__DATA EXCERPTS__.
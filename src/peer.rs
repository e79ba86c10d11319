//! A single connected client.

use std::{
    collections::{BTreeMap, BTreeSet},
    sync::Arc,
};

use nix::unistd::Uid;
use zbus::names::OwnedUniqueName;

use crate::{
    connection::Connection, match_rules::MatchRules, peers, policy::PolicySnapshot,
    replies::ReplySlot,
};

/// Per-peer resource bounds.
pub(crate) const MAX_MATCH_RULES: usize = 512;
pub(crate) const MAX_OWNED_NAMES: usize = 512;
pub(crate) const MAX_PENDING_REPLIES: usize = 128;

/// Lifecycle of a peer. `Hello` moves it to `Registered`; `BecomeMonitor`
/// to `Monitor`. Monitors neither send nor appear as destinations.
#[derive(Debug, Clone, Copy, PartialEq, Eq)]
pub enum PeerState {
    Unregistered,
    Registered,
    Monitor,
}

/// Credentials captured when the connection authenticated.
#[derive(Debug, Clone)]
pub struct PeerCredentials {
    pub uid: Uid,
    pub pid: u32,
    pub seclabel: Option<Vec<u8>>,
}

#[derive(Debug)]
pub struct Peer {
    id: u64,
    unique_name: OwnedUniqueName,
    conn: Connection,
    state: PeerState,
    creds: PeerCredentials,
    policy: Arc<PolicySnapshot>,
    pub(crate) matches: MatchRules,
    pub(crate) owned_names: BTreeSet<String>,
    /// Replies this peer is waiting for, as `(replier, serial)`.
    pub(crate) owned_replies: BTreeSet<(u64, u32)>,
    /// Replies other peers wait for from this peer, keyed `(waiter, serial)`.
    pub(crate) replies: BTreeMap<(u64, u32), ReplySlot>,
}

impl Peer {
    pub(crate) fn new(
        id: u64,
        conn: Connection,
        creds: PeerCredentials,
        policy: Arc<PolicySnapshot>,
    ) -> Self {
        let unique_name = OwnedUniqueName::try_from(peers::unique_address(id))
            .expect("assigned addresses are valid unique names");

        Self {
            id,
            unique_name,
            conn,
            state: PeerState::Unregistered,
            creds,
            policy,
            matches: MatchRules::new(),
            owned_names: BTreeSet::new(),
            owned_replies: BTreeSet::new(),
            replies: BTreeMap::new(),
        }
    }

    pub fn id(&self) -> u64 {
        self.id
    }

    pub fn unique_name(&self) -> &OwnedUniqueName {
        &self.unique_name
    }

    pub fn conn(&self) -> &Connection {
        &self.conn
    }

    pub fn state(&self) -> PeerState {
        self.state
    }

    pub fn is_registered(&self) -> bool {
        self.state == PeerState::Registered
    }

    pub fn is_monitor(&self) -> bool {
        self.state == PeerState::Monitor
    }

    pub fn credentials(&self) -> &PeerCredentials {
        &self.creds
    }

    pub fn policy(&self) -> &Arc<PolicySnapshot> {
        &self.policy
    }

    /// Owned well-known names, for policy contexts and audit records.
    pub(crate) fn owned_names_vec(&self) -> Vec<String> {
        self.owned_names.iter().cloned().collect()
    }

    pub(crate) fn register(&mut self) {
        self.state = PeerState::Registered;
    }

    pub(crate) fn unregister(&mut self) {
        self.state = PeerState::Unregistered;
    }

    pub(crate) fn become_monitor(&mut self, matches: MatchRules) {
        self.state = PeerState::Monitor;
        self.matches = matches;
    }

    pub(crate) fn stop_monitor(&mut self) {
        self.state = PeerState::Unregistered;
        self.matches.clear();
    }
}
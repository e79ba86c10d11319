//! Pending service activations.
//!
//! A name with an activation record can be started on demand: either
//! explicitly through `StartServiceByName` or implicitly by sending a
//! message to the (absent) name without `NO_AUTO_START`. Both kinds of
//! triggers are parked here until the launcher reports back or the service
//! shows up and takes the name.

use std::sync::Arc;

use zbus::Message;

use crate::{error::DriverError, peers::SendSource};

/// Bounds on how much may pile up behind one not-yet-running service.
const MAX_PENDING_REQUESTS: usize = 256;
const MAX_PENDING_MESSAGES: usize = 256;

/// A `StartServiceByName` call whose reply waits for the activation.
#[derive(Debug)]
pub(crate) struct ActivationRequest {
    pub sender_id: u64,
    pub call: Arc<Message>,
}

/// An auto-start message to be replayed once the service owns the name.
/// The sender's identity is snapshotted so the message can still be
/// delivered (and policy-checked) after the sender disconnected.
#[derive(Debug)]
pub(crate) struct ActivationMessage {
    pub source: SendSource,
    pub msg: Arc<Message>,
}

#[derive(Debug, Default)]
pub struct Activation {
    /// The launcher was asked to start the service and has not reported
    /// back yet.
    pub(crate) requested: bool,
    pub(crate) pending_requests: Vec<ActivationRequest>,
    pub(crate) pending_messages: Vec<ActivationMessage>,
}

impl Activation {
    pub fn new() -> Self {
        Self::default()
    }

    pub fn is_requested(&self) -> bool {
        self.requested
    }

    pub(crate) fn queue_request(
        &mut self,
        sender_id: u64,
        call: &Arc<Message>,
    ) -> Result<(), DriverError> {
        if self.pending_requests.len() >= MAX_PENDING_REQUESTS {
            return Err(DriverError::Quota);
        }
        self.pending_requests.push(ActivationRequest {
            sender_id,
            call: call.clone(),
        });

        Ok(())
    }

    pub(crate) fn queue_message(
        &mut self,
        source: SendSource,
        msg: &Arc<Message>,
    ) -> Result<(), DriverError> {
        if self.pending_messages.len() >= MAX_PENDING_MESSAGES {
            return Err(DriverError::Quota);
        }
        self.pending_messages.push(ActivationMessage {
            source,
            msg: msg.clone(),
        });

        Ok(())
    }
}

__DIRECTIONS FOR THIS TASK__.
Begin at the line containing "if self.pending_requests.len() >= MAX_PENDING_REQUESTS" and reproduce each line through the end of the records above.

__WRITTEN RESPONSE__.
        if self.pending_requests.len() >= MAX_PENDING_REQUESTS {
            return Err(DriverError::Quota);
        }
        self.pending_requests.push(ActivationRequest {
            sender_id,
            call: call.clone(),
        });

        Ok(())
    }

    pub(crate) fn queue_message(
        &mut self,
        source: SendSource,
        msg: &Arc<Message>,
    ) -> Result<(), DriverError> {
        if self.pending_messages.len() >= MAX_PENDING_MESSAGES {
            return Err(DriverError::Quota);
        }
        self.pending_messages.push(ActivationMessage {
            source,
            msg: msg.clone(),
        });

        Ok(())
    }
}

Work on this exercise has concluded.